New bond pays 6.25pc as savings war heats up

Bonds. Rising returns.
Bonds. Rising returns.

Investors can earn an annual interest rate of 6pc if they lend money to a company providing care for the elderly for six years, far ahead of the typical savings account.

The fixed-rate “retail bond”, which will trade on the London Stock Exchange, comes from the Royal Masonic Benevolent Institution Care Company, which provides care and dementia support in homes across England and Wales.

The bond will offer investors annual interest of 6.25pc, compared with an average rate of 1.82pc in an easy access Isa, according to Moneyfacts, an analyst. However, experts have urged investors to proceed with caution as the battle for savers’ cash intensifies.

Rates are rising across the savings market. NS&I's bonds are now paying 4pc and come with a guarantee from the Treasury so other borrowers are having to fight harder for investors' cash.

A higher yield typically comes with greater risk. While retail bonds are considered safer than “mini bonds”, which cannot be traded, they still do not provide any guarantee. They are also not covered by the Financial Services Compensation Scheme, which means that if the issuer goes bust, bondholders are likely to lose their money.

Mateusz Malek, of the wealth manager Killik & Co, said: “You can get some good quality bonds, but there are many that do not have official credit ratings and are not ‘investment grade’.

“This means savers have to do their own research on the companies, which can be difficult.”

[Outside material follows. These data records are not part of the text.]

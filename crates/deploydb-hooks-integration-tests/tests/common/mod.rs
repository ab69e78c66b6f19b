//! Common test utilities for deploydb-hooks-api integration tests
//!
//! This module provides:
//! - A job registry built from a YAML jobs file
//! - Application state wired around an in-process hook queue
//! - Request builders for the DeployDB routes

#![allow(dead_code)]

use axum::{
    body::{to_bytes, Body},
    http::{header::CONTENT_TYPE, Method, Request},
    response::Response,
};
use deploydb_hooks_api::{AppState, ServiceConfig};
use deploydb_hooks_core::{HookQueue, HookQueueReceiver, InMemoryJobRegistry, JobsConfiguration};
use std::{io::Write, sync::Arc};

pub const DEPLOYMENT_STARTED: &str = "application/vnd.deploydb.deploymentstarted.v1+json";
pub const DEPLOYMENT_COMPLETED: &str = "application/vnd.deploydb.deploymentcompleted.v1+json";
pub const PROMOTION_COMPLETED: &str = "application/vnd.deploydb.promotioncompleted.v1+json";

pub const ROOT_URL: &str = "https://ci.example.com/";

/// Jobs used across the integration tests
pub const JOBS_YAML: &str = r#"
jobs:
  - name: deploy-faas
    trigger:
      rules:
        - event_kind: deployment_started
          service_pattern: "faas"
  - name: smoke-tests
    trigger:
      rules:
        - event_kind: deployment_completed
          service_pattern: "faas|billing"
        - event_kind: promotion_completed
          service_pattern: "billing-.*"
  - name: quiet-deploy
    trigger:
      silent_mode: true
      rules:
        - event_kind: deployment_started
          service_pattern: "faas"
  - name: retired-deploy
    enabled: false
    trigger:
      rules:
        - event_kind: deployment_started
          service_pattern: "faas"
  - name: nightly
"#;

/// Load [`JOBS_YAML`] through a real jobs file
pub fn test_registry() -> Arc<InMemoryJobRegistry> {
    let mut file = tempfile::Builder::new()
        .suffix(".yaml")
        .tempfile()
        .unwrap();
    file.write_all(JOBS_YAML.as_bytes()).unwrap();

    let jobs = JobsConfiguration::load_from_file(file.path()).unwrap();
    Arc::new(InMemoryJobRegistry::from_configuration(jobs))
}

/// Service configuration reporting to `deploydb_url`
pub fn test_config(deploydb_url: Option<&str>) -> ServiceConfig {
    let mut config = ServiceConfig::default();
    config.deploydb.base_url = deploydb_url.map(str::to_string);
    config.reporting.root_url = ROOT_URL.to_string();
    config
}

/// Application state with the test jobs and a queue the test can drain
pub fn create_test_app_state(deploydb_url: Option<&str>) -> (AppState, HookQueueReceiver) {
    let (queue, receiver) = HookQueue::bounded(16);
    let state = AppState::from_registry(test_config(deploydb_url), test_registry(), Arc::new(queue));
    (state, receiver)
}

pub fn trigger_request(content_type: Option<&str>, body: impl Into<Body>) -> Request<Body> {
    let mut builder = Request::builder()
        .method(Method::POST)
        .uri("/deploydb/trigger");
    if let Some(content_type) = content_type {
        builder = builder.header(CONTENT_TYPE, content_type);
    }
    builder.body(body.into()).unwrap()
}

pub fn completion_request(job: &str, number: u64, result: &str) -> Request<Body> {
    Request::builder()
        .method(Method::POST)
        .uri(format!("/deploydb/builds/{job}/{number}/completed"))
        .header(CONTENT_TYPE, "application/json")
        .body(Body::from(
            serde_json::json!({ "result": result }).to_string(),
        ))
        .unwrap()
}

pub fn environment_request(job: &str, number: u64) -> Request<Body> {
    Request::builder()
        .uri(format!("/deploydb/builds/{job}/{number}/environment"))
        .body(Body::empty())
        .unwrap()
}

pub async fn body_text(response: Response) -> String {
    let bytes = to_bytes(response.into_body(), usize::MAX).await.unwrap();
    String::from_utf8(bytes.to_vec()).unwrap()
}
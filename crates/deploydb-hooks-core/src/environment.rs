//! # Build Environment Export
//!
//! Converts a webhook payload into the flat `DDB_*` variables exported to the
//! steps of a DeployDB-triggered build.
//!
//! Nested mappings are walked recursively; each level contributes its key plus
//! an underscore to the name of everything below it, and the final name is
//! converted from lower camel case to upper snake case:
//!
//! ```text
//! {"artifact": {"sourceUrl": "http://..."}}  ->  DDB_ARTIFACT_SOURCE_URL=http://...
//! ```

use crate::payload::{PayloadValue, TriggerEvent};
use std::collections::BTreeMap;

/// Prefix of every exported variable name
pub const ENV_VAR_PREFIX: &str = "DDB_";

/// Convert a lower camel case name to upper snake case
///
/// An underscore is inserted before every uppercase character except the first
/// one, then the whole name is uppercased. Existing underscores are kept, so
/// already-prefixed names convert cleanly: `artifact_sourceUrl` becomes
/// `ARTIFACT_SOURCE_URL`.
pub fn to_upper_snake_case(name: &str) -> String {
    let mut converted = String::with_capacity(name.len() + 4);
    for (index, c) in name.chars().enumerate() {
        if index > 0 && c.is_uppercase() {
            converted.push('_');
        }
        converted.extend(c.to_uppercase());
    }
    converted
}

/// Variable name for a key at the given nesting prefix
fn env_key(prefix: &str, key: &str) -> String {
    format!("{}{}", ENV_VAR_PREFIX, to_upper_snake_case(&format!("{prefix}{key}")))
}

/// Flatten a payload mapping into environment variables
///
/// The result is sorted by variable name, so the output does not depend on the
/// order in which fields arrived.
pub fn flatten(values: &BTreeMap<String, PayloadValue>) -> BTreeMap<String, String> {
    let mut env = BTreeMap::new();
    flatten_into(&mut env, "", values);
    env
}

fn flatten_into(
    env: &mut BTreeMap<String, String>,
    prefix: &str,
    values: &BTreeMap<String, PayloadValue>,
) {
    for (key, value) in values {
        match value {
            PayloadValue::Nested(children) => {
                flatten_into(env, &format!("{prefix}{key}_"), children);
            }
            PayloadValue::Scalar(text) => {
                env.insert(env_key(prefix, key), text.clone());
            }
        }
    }
}

/// Build the complete environment for a DeployDB-triggered build
///
/// `DDB_EVENT_ID` and `DDB_SERVICE` are always present, the latter empty when
/// the payload had no service name. Payload fields are applied afterwards and
/// win on a name collision.
pub fn build_environment(event: &TriggerEvent) -> BTreeMap<String, String> {
    let mut env = BTreeMap::new();
    env.insert(env_key("", "eventId"), event.id().to_string());
    env.insert(
        env_key("", "service"),
        event.service().unwrap_or_default().to_string(),
    );
    env.extend(flatten(event.values()));
    env
}

#[cfg(test)]
#[path = "environment_tests.rs"]
mod tests;
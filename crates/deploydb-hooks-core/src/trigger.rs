//! # Trigger Aggregation
//!
//! Finds every job whose DeployDB trigger accepts an inbound event.

use crate::{
    payload::TriggerEvent,
    registry::{JobRegistry, RegistryError},
    security::{ElevatedScope, SecurityContext},
    JobId,
};
use std::{collections::BTreeSet, sync::Arc};
use tracing::{debug, info};

/// Evaluates an event against the triggers of all registered jobs
#[derive(Clone)]
pub struct TriggerAggregator {
    registry: Arc<dyn JobRegistry>,
    security: Arc<dyn SecurityContext>,
}

impl TriggerAggregator {
    /// Create new aggregator
    pub fn new(registry: Arc<dyn JobRegistry>, security: Arc<dyn SecurityContext>) -> Self {
        Self { registry, security }
    }

    /// Find the jobs that should be triggered by `event`
    ///
    /// Jobs are enumerated as the system principal, so jobs hidden from the
    /// current principal are still considered. The previous principal is
    /// restored before this returns, whether it succeeds or not.
    ///
    /// A job is selected when it is buildable, has a trigger with at least one
    /// rule, and any of those rules accepts the event.
    ///
    /// # Errors
    /// Returns the first error raised while enumerating the registry.
    pub fn find_targets(&self, event: &TriggerEvent) -> Result<BTreeSet<JobId>, RegistryError> {
        let _scope = ElevatedScope::enter(self.security.as_ref());

        let mut targets = BTreeSet::new();
        for job in self.registry.jobs() {
            let job = job?;

            if !job.buildable {
                debug!(job = %job.id, "Skipping job that is not buildable");
                continue;
            }

            let Some(trigger) = &job.trigger else {
                continue;
            };

            if trigger.rules.iter().any(|rule| rule.accepts(event)) {
                targets.insert(job.id);
            }
        }

        info!(
            deployment_id = %event.id(),
            service = event.service().unwrap_or_default(),
            event_kind = ?event.kind(),
            target_count = targets.len(),
            "Evaluated DeployDB triggers"
        );

        Ok(targets)
    }
}

#[cfg(test)]
#[path = "trigger_tests.rs"]
mod tests;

Holders of a bond issued by the rugby club Wasps are still waiting for their money back after it reached its scheduled maturity date in spring last year. Meanwhile, bondholders in Eros Media World, a Bollywood production company, are waiting for thousands of pounds in late payments.

Unlike mini bonds, retail bonds trade on the stock market so investors can claim back some money before it matures. Mr Malek said retail bonds issued by smaller companies were typically less liquid, which meant that any savers looking to sell before maturity could run into delays.

Interest on the new charity bond will be paid twice yearly on with the first payment due on September 7 this year. DIY savers will be able to invest via AJ Bell, Hargreaves Lansdown and PrimaryBid. The minimum purchase is £500.

The care company, which intends to raise £10m via the bond, said that it will use the funds to invest in new care homes.